WPF notify helper – C# 5.0

So after looking at the documentation on what’s new in C# 5.0, I read about the feature that you can get a function’s caller information that looks like the following.

public void DoProcessing()
{
    TraceMessage("Something happened.");
}

public void TraceMessage(string message,
        [CallerMemberName] string memberName = "",
        [CallerFilePath] string sourceFilePath = "",
        [CallerLineNumber] int sourceLineNumber = 0)
{
    Trace.WriteLine("message: " + message);
    Trace.WriteLine("member name: " + memberName);
    Trace.WriteLine("source file path: " + sourceFilePath);
    Trace.WriteLine("source line number: " + sourceLineNumber);
}

This snippet is stolen straight from msdn.
http://msdn.microsoft.com/en-us/library/hh534540(v=vs.110).aspx

I also saw another example of where this would be used for WPF classes that implement INotifyPropertyChanged. The example looked liked the following

protected void RaisePropertyChanged([CallerMemberName] string memberName = "")
{
    RaisePropertyChanged(memberName);
}

This actually reminded me of what I did in some of my WCF services to get the calling method name displayed when invoked, so that I could print out who called it(using WindowsIdentity) and what method they called. However, I accomplished it using the StackTrace class and StackFrame. So I quickly came with a way to get similar functionality until 5.0 is ready for my eager hands.

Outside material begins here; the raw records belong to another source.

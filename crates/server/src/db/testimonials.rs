//! Testimonial repository over the testimonials document store.
//!
//! Same shape as the project repository: ID assignment and timestamps live
//! here, persistence and write ordering live in [`DocumentStore`].

use chrono::Utc;

use atelier_core::TestimonialId;

use super::{DocumentStore, RepositoryError};
use crate::models::{NewTestimonial, Testimonial, TestimonialPatch, TestimonialsDocument};

/// Repository for testimonial CRUD operations.
pub struct TestimonialRepository<'a> {
    store: &'a DocumentStore<TestimonialsDocument>,
}

impl<'a> TestimonialRepository<'a> {
    /// Create a new testimonial repository.
    #[must_use]
    pub const fn new(store: &'a DocumentStore<TestimonialsDocument>) -> Self {
        Self { store }
    }

    /// All testimonials in display order.
    pub async fn list(&self) -> Vec<Testimonial> {
        self.store.read().await.testimonials
    }

    /// Look up a single testimonial.
    ///
    /// # Errors
    ///
    /// Returns `RepositoryError::NotFound` if no testimonial has `id`.
    pub async fn get(&self, id: TestimonialId) -> Result<Testimonial, RepositoryError> {
        self.store
            .read()
            .await
            .testimonials
            .into_iter()
            .find(|t| t.id == id)
            .ok_or(RepositoryError::NotFound)
    }

    /// Append a new testimonial with a freshly assigned ID and timestamps.
    ///
    /// # Errors
    ///
    /// Returns `RepositoryError::Validation` if required fields are blank,
    /// or `RepositoryError::Store` if persistence fails.
    pub async fn create(&self, new: NewTestimonial) -> Result<Testimonial, RepositoryError> {
        require("author", &new.author)?;
        require("quote", &new.quote)?;

        self.store
            .write(|doc| {
                let now = Utc::now();
                let testimonial = Testimonial {
                    id: next_id(&doc.testimonials),
                    author: new.author,
                    quote: new.quote,
                    role: new.role,
                    avatar: new.avatar,
                    created_at: now,
                    updated_at: now,
                };
                doc.testimonials.push(testimonial.clone());
                Ok(testimonial)
            })
            .await
    }

    /// Merge `patch` into an existing testimonial and bump `updated_at`.
    ///
    /// # Errors
    ///
    /// Returns `RepositoryError::NotFound` if no testimonial has `id`,
    /// `RepositoryError::Validation` if a patched field is blank, or
    /// `RepositoryError::Store` if persistence fails.
    pub async fn update(
        &self,
        id: TestimonialId,
        patch: TestimonialPatch,
    ) -> Result<Testimonial, RepositoryError> {
        if let Some(author) = &patch.author {
            require("author", author)?;
        }
        if let Some(quote) = &patch.quote {
            require("quote", quote)?;
        }

        self.store
            .write(move |doc| {
                let testimonial = doc
                    .testimonials
                    .iter_mut()
                    .find(|t| t.id == id)
                    .ok_or(RepositoryError::NotFound)?;

                if let Some(author) = patch.author {
                    testimonial.author = author;
                }
                if let Some(quote) = patch.quote {
                    testimonial.quote = quote;
                }
                if let Some(role) = patch.role {
                    testimonial.role = Some(role);
                }
                if let Some(avatar) = patch.avatar {
                    testimonial.avatar = Some(avatar);
                }
                testimonial.updated_at = Utc::now();

                Ok(testimonial.clone())
            })
            .await
    }

    /// Remove a testimonial and return it.
    ///
    /// # Errors
    ///
    /// Returns `RepositoryError::NotFound` if no testimonial has `id`, or
    /// `RepositoryError::Store` if persistence fails.
    pub async fn delete(&self, id: TestimonialId) -> Result<Testimonial, RepositoryError> {
        self.store
            .write(move |doc| {
                let index = doc
                    .testimonials
                    .iter()
                    .position(|t| t.id == id)
                    .ok_or(RepositoryError::NotFound)?;
                Ok(doc.testimonials.remove(index))
            })
            .await
    }
}

/// Next ID for a collection: one past the highest assigned so far.
fn next_id(testimonials: &[Testimonial]) -> TestimonialId {
    TestimonialId::new(
        testimonials
            .iter()
            .map(|t| t.id.as_i64())
            .max()
            .unwrap_or(0)
            + 1,
    )
}

/// Reject blank required fields.
fn require(field: &str, value: &str) -> Result<(), RepositoryError> {
    if value.trim().is_empty() {
        return Err(RepositoryError::Validation(format!(
            "{field} must not be blank"
        )));
    }
    Ok(())
}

The result looks like the following

protected void RaisePropertyChanged()
{
    var frame = new StackTrace().GetFrame(1);
    string name = frame.GetMethod().Name.Substring(4);
    RaisePropertyChanged(name);
}

So when you create your Bindable properties you could simplify code that would look like

public const straing ProgressValuePropertyName = "ProgressValue";
private double _progressValue;
public double ProgressValue
{
    get { return _progressValue; }
    set { _progressValue = value; RaisePropertyChanged(ProgressValuePropertyName); }
}

into

private double _progressValue;
public double ProgressValue
{
    get { return _progressValue; }
    set { _progressValue = value; RaisePropertyChanged(); }
}

So while this is a small step forward, it’s still nowhere nearly as clean as using PostSharp and AOP to look like

[RaisePropertyChanged]
public double ProgressValue { get; set; }

Thinking about my brain dump right now, I’m going to play with the Roslyn services to see if that is going to generally offer the same capabilities as PostSharp.